Stored data
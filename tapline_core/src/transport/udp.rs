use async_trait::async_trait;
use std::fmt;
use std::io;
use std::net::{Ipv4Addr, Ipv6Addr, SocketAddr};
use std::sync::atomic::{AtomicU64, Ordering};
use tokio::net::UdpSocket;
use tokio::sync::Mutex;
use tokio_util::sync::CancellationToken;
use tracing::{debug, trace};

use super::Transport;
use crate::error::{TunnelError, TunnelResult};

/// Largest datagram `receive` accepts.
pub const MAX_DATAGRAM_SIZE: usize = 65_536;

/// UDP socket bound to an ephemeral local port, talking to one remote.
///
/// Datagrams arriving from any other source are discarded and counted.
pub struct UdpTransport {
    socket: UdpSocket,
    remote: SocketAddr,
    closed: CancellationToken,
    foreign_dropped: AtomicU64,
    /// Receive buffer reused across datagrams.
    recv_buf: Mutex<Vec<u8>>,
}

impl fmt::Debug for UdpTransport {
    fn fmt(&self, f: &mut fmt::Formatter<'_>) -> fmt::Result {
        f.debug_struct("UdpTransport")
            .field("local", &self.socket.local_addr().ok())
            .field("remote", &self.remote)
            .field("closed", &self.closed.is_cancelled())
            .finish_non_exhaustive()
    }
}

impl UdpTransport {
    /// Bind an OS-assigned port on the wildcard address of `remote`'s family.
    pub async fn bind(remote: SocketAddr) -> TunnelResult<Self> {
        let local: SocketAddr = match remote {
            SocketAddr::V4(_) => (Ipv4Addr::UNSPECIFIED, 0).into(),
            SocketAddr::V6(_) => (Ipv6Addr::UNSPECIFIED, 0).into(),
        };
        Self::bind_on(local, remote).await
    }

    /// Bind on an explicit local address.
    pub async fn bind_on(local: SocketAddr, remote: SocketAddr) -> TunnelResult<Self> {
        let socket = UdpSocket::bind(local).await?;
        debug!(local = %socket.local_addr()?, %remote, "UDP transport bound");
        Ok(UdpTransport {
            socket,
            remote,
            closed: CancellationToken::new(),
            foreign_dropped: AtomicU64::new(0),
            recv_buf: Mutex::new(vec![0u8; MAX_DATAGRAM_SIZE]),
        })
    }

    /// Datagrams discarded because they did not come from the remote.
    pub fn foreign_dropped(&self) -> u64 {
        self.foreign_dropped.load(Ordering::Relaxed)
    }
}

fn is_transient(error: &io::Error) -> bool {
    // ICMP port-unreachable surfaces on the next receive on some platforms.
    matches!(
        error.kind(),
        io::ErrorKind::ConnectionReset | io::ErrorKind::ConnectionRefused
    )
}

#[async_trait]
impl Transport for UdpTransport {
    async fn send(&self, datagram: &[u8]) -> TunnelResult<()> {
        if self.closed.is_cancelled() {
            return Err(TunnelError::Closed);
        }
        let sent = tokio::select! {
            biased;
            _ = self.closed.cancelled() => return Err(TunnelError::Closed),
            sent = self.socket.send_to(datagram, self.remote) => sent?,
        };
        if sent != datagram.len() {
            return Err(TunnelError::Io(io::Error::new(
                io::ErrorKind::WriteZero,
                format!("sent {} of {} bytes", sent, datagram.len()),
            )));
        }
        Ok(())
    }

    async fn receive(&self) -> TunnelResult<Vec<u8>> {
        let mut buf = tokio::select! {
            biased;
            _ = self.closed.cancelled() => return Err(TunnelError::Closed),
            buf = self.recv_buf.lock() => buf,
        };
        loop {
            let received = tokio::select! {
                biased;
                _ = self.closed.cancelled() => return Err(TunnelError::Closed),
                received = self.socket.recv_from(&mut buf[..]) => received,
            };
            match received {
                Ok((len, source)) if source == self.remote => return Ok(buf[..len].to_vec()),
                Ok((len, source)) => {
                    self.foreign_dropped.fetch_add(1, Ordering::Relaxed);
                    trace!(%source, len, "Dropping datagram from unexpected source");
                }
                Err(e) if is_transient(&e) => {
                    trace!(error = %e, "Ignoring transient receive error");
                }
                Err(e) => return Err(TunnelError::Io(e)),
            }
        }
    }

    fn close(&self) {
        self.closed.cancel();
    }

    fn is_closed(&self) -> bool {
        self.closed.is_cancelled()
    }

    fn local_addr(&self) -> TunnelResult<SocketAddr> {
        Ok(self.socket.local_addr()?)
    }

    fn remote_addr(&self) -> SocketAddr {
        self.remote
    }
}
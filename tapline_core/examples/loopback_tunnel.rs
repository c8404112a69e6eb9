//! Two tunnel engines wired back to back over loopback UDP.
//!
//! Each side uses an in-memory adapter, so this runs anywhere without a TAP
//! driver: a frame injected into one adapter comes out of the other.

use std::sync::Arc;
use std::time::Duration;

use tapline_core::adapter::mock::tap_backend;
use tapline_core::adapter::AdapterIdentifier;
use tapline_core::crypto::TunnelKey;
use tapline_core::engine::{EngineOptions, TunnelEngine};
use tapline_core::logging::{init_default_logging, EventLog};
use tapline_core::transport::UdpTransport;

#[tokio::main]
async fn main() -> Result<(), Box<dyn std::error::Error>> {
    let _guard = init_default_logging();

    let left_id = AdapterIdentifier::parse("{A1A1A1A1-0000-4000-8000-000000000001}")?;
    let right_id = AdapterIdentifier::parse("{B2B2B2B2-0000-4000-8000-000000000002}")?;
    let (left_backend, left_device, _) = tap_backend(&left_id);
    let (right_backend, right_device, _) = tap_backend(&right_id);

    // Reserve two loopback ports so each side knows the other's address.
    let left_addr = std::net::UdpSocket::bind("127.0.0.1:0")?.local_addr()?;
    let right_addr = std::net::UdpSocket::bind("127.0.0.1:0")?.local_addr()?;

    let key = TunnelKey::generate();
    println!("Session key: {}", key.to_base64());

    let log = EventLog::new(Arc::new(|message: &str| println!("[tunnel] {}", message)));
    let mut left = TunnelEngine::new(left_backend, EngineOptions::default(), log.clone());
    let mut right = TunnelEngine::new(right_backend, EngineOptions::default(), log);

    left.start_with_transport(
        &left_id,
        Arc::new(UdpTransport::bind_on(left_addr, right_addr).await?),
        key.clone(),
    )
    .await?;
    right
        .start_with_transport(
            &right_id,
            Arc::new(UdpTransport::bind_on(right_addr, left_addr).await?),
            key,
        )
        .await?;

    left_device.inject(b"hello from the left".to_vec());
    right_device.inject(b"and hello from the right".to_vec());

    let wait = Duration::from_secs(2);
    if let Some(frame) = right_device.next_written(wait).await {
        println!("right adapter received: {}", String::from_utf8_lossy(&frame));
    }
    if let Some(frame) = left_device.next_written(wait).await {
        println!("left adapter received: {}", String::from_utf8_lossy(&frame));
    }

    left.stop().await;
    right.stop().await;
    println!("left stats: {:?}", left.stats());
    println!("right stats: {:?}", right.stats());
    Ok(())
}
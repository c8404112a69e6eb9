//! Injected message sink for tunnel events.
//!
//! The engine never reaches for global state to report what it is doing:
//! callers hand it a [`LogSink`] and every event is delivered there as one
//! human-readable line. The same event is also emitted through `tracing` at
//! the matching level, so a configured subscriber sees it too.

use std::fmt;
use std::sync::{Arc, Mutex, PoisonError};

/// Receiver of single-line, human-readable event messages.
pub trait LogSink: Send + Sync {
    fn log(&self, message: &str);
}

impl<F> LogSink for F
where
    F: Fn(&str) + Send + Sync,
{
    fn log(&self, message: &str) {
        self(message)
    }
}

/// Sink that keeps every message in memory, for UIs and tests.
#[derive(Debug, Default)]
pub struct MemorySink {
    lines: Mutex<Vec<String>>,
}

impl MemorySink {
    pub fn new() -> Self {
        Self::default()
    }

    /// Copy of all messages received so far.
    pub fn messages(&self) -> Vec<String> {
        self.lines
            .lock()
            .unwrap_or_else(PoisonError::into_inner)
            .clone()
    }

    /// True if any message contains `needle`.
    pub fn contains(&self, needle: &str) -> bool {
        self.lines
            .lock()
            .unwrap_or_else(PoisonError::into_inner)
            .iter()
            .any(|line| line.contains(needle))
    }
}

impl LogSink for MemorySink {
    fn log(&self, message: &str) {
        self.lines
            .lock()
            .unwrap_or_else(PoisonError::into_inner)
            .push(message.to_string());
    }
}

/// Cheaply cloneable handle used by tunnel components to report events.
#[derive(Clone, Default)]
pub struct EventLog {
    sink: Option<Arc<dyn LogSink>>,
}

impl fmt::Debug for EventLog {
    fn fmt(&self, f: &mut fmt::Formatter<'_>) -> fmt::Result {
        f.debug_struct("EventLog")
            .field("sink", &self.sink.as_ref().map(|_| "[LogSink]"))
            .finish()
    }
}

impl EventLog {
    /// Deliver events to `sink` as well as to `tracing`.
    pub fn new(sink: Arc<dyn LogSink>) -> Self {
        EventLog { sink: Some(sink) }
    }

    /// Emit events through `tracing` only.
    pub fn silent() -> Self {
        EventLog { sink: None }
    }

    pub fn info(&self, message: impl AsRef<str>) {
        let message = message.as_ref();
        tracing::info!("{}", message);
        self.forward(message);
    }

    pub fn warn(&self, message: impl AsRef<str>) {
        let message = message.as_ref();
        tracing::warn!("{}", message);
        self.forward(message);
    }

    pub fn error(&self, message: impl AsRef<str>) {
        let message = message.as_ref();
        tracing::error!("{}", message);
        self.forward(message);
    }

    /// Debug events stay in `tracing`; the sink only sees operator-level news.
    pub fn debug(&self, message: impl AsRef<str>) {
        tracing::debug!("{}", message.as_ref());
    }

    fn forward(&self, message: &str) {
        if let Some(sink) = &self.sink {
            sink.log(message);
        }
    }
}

---

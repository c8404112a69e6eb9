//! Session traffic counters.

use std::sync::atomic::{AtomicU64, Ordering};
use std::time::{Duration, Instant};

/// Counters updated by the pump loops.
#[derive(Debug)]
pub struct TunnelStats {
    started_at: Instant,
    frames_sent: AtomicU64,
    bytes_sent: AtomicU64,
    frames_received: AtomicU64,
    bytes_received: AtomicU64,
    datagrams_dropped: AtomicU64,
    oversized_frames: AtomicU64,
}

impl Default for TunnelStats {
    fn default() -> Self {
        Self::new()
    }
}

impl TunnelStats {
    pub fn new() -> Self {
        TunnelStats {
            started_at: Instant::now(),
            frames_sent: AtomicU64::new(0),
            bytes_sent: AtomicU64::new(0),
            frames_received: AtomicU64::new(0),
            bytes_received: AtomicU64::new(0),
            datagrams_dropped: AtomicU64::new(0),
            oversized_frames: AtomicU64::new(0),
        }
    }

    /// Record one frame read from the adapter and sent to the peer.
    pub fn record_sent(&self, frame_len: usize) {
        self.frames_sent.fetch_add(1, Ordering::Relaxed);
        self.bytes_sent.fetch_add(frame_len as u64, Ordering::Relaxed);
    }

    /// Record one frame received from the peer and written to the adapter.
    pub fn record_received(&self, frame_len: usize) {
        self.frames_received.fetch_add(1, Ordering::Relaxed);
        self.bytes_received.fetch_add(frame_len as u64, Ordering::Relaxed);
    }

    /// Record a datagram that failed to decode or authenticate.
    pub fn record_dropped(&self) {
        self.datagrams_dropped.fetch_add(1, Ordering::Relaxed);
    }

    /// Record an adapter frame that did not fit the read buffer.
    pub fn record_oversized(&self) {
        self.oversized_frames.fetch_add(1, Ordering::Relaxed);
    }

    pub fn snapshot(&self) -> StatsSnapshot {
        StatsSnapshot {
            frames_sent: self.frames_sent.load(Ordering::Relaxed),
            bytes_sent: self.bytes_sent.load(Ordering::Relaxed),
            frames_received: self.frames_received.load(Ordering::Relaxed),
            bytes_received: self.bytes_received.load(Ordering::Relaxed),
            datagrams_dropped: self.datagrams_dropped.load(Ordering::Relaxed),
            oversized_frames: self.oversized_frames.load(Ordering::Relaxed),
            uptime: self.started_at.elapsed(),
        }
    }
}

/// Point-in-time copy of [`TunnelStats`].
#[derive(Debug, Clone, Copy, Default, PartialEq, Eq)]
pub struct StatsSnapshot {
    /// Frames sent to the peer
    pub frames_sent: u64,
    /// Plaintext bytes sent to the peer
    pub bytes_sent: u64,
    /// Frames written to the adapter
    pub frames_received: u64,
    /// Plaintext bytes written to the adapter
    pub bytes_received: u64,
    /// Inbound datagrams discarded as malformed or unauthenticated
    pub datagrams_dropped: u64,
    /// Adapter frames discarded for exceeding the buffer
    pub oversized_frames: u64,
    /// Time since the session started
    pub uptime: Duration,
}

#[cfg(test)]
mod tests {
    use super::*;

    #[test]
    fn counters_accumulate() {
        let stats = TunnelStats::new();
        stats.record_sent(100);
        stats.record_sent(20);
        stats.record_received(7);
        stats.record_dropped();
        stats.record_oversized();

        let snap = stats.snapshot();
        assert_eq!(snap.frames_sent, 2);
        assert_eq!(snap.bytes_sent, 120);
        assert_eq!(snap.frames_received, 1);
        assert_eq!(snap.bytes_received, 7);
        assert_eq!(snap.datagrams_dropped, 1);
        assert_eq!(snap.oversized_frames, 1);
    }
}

• [Work order]: Above are some records; copy exactly the lines from the one with "filename tapline_core/src/transport/udp.rs" through the one with "Bind an OS-assigned", both included, and no others.

• [Result below]:
filename tapline_core/src/transport/udp.rs
use async_trait::async_trait;
use std::fmt;
use std::io;
use std::net::{Ipv4Addr, Ipv6Addr, SocketAddr};
use std::sync::atomic::{AtomicU64, Ordering};
use tokio::net::UdpSocket;
use tokio::sync::Mutex;
use tokio_util::sync::CancellationToken;
use tracing::{debug, trace};

use super::Transport;
use crate::error::{TunnelError, TunnelResult};

/// Largest datagram `receive` accepts.
pub const MAX_DATAGRAM_SIZE: usize = 65_536;

/// UDP socket bound to an ephemeral local port, talking to one remote.
///
/// Datagrams arriving from any other source are discarded and counted.
pub struct UdpTransport {
    socket: UdpSocket,
    remote: SocketAddr,
    closed: CancellationToken,
    foreign_dropped: AtomicU64,
    /// Receive buffer reused across datagrams.
    recv_buf: Mutex<Vec<u8>>,
}

impl fmt::Debug for UdpTransport {
    fn fmt(&self, f: &mut fmt::Formatter<'_>) -> fmt::Result {
        f.debug_struct("UdpTransport")
            .field("local", &self.socket.local_addr().ok())
            .field("remote", &self.remote)
            .field("closed", &self.closed.is_cancelled())
            .finish_non_exhaustive()
    }
}

impl UdpTransport {
    /// Bind an OS-assigned port on the wildcard address of `remote`'s family.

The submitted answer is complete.